◆ **AIM OF THE TASK**: When a line below contains the word "resolver", copy that line.

◆ **INFORMATION**:
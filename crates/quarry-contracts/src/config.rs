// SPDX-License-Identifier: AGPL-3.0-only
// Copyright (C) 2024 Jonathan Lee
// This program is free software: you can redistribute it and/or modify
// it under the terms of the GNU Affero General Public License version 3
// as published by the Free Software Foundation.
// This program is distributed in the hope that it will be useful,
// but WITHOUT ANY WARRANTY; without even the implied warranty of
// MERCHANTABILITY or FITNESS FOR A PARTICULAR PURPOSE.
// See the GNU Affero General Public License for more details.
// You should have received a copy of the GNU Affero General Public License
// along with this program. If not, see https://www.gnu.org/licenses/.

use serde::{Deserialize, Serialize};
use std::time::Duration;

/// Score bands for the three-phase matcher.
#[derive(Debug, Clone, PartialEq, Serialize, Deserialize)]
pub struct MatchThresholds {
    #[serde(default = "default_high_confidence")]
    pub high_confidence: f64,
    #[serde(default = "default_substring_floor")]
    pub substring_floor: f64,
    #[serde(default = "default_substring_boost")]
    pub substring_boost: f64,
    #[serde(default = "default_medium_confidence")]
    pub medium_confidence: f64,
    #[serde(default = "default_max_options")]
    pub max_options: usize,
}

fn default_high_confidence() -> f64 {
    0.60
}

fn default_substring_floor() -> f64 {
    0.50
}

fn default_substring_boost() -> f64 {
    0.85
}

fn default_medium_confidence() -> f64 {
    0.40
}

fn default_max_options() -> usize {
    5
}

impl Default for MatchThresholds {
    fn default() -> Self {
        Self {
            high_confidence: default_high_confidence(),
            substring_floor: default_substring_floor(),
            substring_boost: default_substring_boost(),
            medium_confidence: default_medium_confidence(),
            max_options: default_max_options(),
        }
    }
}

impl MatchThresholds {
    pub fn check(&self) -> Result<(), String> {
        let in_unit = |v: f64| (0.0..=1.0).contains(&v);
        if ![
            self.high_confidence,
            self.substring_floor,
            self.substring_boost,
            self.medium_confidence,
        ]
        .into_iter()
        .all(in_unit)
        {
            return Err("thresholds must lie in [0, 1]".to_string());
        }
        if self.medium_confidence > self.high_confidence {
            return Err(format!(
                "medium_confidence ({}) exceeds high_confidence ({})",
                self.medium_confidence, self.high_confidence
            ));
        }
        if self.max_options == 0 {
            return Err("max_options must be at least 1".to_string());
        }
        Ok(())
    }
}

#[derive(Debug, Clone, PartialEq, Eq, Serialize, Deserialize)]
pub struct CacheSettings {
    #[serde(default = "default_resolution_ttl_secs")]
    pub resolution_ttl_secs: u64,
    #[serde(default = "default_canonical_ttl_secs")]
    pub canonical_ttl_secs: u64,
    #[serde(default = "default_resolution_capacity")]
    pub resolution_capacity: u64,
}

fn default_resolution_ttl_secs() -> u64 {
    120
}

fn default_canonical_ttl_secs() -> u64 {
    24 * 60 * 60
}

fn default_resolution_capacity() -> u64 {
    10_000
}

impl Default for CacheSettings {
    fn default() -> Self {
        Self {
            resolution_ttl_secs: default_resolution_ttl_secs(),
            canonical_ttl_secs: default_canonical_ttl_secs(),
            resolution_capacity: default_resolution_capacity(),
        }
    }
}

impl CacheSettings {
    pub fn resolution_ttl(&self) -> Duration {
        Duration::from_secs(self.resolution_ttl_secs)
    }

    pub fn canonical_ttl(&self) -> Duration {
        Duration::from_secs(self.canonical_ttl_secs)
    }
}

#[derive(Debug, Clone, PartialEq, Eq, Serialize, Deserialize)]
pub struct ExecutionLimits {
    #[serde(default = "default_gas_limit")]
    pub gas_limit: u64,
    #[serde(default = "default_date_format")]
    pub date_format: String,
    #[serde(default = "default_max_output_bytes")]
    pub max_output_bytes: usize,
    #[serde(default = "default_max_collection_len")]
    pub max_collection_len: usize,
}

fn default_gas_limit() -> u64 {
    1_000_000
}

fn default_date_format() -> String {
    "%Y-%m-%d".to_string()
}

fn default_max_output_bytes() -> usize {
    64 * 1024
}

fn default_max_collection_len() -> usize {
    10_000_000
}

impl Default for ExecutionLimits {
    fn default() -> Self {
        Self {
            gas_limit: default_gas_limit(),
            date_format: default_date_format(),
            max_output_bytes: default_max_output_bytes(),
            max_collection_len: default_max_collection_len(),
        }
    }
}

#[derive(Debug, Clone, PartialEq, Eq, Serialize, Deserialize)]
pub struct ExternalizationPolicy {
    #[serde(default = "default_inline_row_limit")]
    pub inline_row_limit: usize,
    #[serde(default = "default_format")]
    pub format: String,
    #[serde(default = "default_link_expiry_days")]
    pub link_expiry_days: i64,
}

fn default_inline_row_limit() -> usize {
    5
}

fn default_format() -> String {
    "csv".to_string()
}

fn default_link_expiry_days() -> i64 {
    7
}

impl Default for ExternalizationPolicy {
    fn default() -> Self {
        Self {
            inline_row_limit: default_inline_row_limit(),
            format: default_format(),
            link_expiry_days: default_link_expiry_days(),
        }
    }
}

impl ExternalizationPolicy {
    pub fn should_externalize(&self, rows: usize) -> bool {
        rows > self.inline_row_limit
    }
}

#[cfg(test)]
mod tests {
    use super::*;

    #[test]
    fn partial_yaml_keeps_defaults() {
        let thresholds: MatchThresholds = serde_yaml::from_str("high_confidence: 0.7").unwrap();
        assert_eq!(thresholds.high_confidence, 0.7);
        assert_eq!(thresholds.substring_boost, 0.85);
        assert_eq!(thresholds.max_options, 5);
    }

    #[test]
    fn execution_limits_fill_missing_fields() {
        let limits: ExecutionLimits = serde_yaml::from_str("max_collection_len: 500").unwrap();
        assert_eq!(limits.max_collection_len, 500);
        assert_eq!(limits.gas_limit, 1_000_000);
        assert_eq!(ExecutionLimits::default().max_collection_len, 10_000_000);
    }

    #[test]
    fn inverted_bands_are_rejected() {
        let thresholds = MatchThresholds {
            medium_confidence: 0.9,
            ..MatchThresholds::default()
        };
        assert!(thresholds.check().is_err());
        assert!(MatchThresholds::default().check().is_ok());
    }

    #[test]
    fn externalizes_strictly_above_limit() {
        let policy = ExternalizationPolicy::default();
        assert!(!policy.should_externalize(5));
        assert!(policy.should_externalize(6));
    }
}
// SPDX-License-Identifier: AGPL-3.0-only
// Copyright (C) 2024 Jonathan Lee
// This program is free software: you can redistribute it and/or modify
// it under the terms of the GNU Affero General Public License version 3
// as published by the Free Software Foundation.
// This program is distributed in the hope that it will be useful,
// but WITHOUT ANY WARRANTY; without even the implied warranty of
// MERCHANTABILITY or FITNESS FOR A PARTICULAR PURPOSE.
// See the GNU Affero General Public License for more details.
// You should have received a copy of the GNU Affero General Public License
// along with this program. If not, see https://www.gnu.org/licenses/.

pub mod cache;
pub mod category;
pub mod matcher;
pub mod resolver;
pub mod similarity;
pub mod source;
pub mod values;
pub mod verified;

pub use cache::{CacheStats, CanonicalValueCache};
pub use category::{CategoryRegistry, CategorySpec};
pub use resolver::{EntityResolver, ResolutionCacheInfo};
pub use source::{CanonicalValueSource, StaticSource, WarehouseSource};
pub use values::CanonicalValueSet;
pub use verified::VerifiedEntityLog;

---

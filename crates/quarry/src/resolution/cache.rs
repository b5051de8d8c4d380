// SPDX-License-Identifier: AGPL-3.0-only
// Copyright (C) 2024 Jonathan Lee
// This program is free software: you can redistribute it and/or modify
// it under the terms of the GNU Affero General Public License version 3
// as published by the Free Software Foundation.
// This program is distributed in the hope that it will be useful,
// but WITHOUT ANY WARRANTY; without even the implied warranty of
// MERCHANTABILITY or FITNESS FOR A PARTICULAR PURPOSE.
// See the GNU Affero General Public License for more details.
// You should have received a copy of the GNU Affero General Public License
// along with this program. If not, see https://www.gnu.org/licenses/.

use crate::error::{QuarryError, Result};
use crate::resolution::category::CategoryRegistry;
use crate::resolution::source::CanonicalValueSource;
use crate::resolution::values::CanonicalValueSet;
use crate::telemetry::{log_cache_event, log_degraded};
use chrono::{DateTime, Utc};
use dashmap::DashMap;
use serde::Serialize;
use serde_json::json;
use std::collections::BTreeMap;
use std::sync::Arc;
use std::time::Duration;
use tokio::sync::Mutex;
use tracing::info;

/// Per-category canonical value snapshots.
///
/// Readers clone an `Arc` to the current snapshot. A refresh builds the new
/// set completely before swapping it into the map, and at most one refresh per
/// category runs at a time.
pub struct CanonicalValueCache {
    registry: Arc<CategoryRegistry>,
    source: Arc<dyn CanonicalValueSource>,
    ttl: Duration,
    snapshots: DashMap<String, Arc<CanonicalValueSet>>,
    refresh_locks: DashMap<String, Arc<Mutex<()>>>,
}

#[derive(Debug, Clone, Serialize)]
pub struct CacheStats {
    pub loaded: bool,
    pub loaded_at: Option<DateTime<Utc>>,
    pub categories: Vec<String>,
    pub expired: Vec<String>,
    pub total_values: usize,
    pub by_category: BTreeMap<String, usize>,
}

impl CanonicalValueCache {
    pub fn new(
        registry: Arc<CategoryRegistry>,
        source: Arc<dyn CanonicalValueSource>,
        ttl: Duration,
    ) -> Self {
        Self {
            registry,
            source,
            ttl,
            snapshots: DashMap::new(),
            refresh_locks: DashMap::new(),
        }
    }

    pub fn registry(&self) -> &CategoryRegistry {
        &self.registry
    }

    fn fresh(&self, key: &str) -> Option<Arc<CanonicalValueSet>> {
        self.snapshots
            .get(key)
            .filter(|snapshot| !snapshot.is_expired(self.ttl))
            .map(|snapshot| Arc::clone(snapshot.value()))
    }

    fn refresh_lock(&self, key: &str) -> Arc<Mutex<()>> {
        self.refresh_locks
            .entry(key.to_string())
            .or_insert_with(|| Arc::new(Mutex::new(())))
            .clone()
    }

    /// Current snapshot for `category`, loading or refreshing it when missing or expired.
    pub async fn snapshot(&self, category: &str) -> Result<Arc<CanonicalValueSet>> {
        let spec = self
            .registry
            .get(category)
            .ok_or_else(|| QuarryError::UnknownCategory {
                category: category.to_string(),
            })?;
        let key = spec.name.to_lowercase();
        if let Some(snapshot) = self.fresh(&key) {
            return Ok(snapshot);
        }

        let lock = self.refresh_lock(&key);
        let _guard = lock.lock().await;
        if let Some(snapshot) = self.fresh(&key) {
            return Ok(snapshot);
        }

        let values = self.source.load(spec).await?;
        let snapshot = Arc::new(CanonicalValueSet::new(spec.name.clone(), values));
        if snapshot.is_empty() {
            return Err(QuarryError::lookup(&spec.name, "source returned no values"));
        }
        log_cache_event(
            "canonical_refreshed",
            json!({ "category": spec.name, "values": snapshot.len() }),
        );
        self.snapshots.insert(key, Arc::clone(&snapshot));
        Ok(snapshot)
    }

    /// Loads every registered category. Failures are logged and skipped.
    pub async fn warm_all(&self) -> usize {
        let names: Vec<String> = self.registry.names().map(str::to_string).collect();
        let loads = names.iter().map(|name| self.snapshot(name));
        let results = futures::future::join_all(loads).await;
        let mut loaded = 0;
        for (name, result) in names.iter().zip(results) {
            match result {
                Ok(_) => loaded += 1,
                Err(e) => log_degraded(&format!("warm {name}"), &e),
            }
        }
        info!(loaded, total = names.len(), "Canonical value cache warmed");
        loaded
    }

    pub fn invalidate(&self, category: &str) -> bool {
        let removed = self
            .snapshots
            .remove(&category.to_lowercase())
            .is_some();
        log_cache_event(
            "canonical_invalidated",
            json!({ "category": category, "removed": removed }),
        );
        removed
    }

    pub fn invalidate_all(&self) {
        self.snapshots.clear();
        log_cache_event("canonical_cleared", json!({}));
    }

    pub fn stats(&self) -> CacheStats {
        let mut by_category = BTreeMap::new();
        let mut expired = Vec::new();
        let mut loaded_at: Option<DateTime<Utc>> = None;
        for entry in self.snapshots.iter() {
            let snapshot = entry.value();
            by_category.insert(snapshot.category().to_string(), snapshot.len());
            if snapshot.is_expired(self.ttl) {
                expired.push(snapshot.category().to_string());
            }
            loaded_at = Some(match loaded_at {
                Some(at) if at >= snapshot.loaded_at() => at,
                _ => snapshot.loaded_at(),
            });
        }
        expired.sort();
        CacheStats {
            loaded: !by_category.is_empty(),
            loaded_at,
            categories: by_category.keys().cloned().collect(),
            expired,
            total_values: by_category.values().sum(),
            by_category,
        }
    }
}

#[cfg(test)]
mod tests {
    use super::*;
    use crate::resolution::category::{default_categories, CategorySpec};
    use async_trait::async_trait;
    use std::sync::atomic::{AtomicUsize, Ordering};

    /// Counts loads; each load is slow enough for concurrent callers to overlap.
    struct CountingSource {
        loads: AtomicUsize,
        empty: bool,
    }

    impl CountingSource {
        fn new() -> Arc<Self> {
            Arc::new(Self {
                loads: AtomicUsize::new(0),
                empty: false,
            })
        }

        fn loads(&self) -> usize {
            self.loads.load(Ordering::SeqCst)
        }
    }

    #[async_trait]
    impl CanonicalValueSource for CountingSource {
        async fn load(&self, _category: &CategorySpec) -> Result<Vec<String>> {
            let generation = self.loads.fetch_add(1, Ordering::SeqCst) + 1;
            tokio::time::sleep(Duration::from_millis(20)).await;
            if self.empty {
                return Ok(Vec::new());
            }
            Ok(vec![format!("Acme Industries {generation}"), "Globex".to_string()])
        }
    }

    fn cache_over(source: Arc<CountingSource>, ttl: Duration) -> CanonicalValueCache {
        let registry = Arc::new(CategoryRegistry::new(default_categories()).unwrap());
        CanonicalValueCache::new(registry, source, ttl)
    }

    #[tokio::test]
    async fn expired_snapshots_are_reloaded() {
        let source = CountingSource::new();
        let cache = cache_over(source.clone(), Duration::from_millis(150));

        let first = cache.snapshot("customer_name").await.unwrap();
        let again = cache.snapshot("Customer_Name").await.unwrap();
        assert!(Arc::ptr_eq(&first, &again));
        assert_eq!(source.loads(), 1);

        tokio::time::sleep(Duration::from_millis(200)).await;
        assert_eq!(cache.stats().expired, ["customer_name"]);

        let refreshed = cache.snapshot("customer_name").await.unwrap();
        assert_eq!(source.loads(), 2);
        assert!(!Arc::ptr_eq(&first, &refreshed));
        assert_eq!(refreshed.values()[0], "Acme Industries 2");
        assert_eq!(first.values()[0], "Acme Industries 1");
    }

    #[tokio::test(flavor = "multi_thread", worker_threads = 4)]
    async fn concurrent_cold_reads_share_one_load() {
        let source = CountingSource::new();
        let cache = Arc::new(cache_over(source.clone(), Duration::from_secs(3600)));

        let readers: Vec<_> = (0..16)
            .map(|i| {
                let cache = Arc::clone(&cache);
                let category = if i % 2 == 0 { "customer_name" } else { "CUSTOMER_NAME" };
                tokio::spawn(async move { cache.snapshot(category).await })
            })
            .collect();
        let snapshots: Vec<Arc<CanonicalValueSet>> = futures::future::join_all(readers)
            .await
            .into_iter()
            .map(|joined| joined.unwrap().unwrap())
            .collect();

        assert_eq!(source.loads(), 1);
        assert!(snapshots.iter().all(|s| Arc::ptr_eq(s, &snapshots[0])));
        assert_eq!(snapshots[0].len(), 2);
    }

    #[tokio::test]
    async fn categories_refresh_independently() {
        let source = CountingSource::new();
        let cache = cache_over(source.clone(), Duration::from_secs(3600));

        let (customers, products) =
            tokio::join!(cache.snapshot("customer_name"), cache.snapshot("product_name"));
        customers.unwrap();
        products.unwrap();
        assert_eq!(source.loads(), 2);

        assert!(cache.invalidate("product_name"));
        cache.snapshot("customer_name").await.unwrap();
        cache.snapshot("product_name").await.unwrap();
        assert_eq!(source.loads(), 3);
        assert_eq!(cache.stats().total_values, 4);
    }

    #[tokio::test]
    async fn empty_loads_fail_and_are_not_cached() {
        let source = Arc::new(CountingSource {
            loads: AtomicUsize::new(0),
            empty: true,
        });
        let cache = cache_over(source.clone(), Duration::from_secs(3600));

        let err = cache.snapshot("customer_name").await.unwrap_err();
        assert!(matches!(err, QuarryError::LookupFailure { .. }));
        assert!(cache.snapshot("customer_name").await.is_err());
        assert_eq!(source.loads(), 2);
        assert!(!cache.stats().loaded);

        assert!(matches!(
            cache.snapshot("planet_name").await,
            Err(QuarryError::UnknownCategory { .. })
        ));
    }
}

◆ **SOLUTION FOR THIS EXERCISE**:
pub mod resolver;
pub use resolver::{EntityResolver, ResolutionCacheInfo};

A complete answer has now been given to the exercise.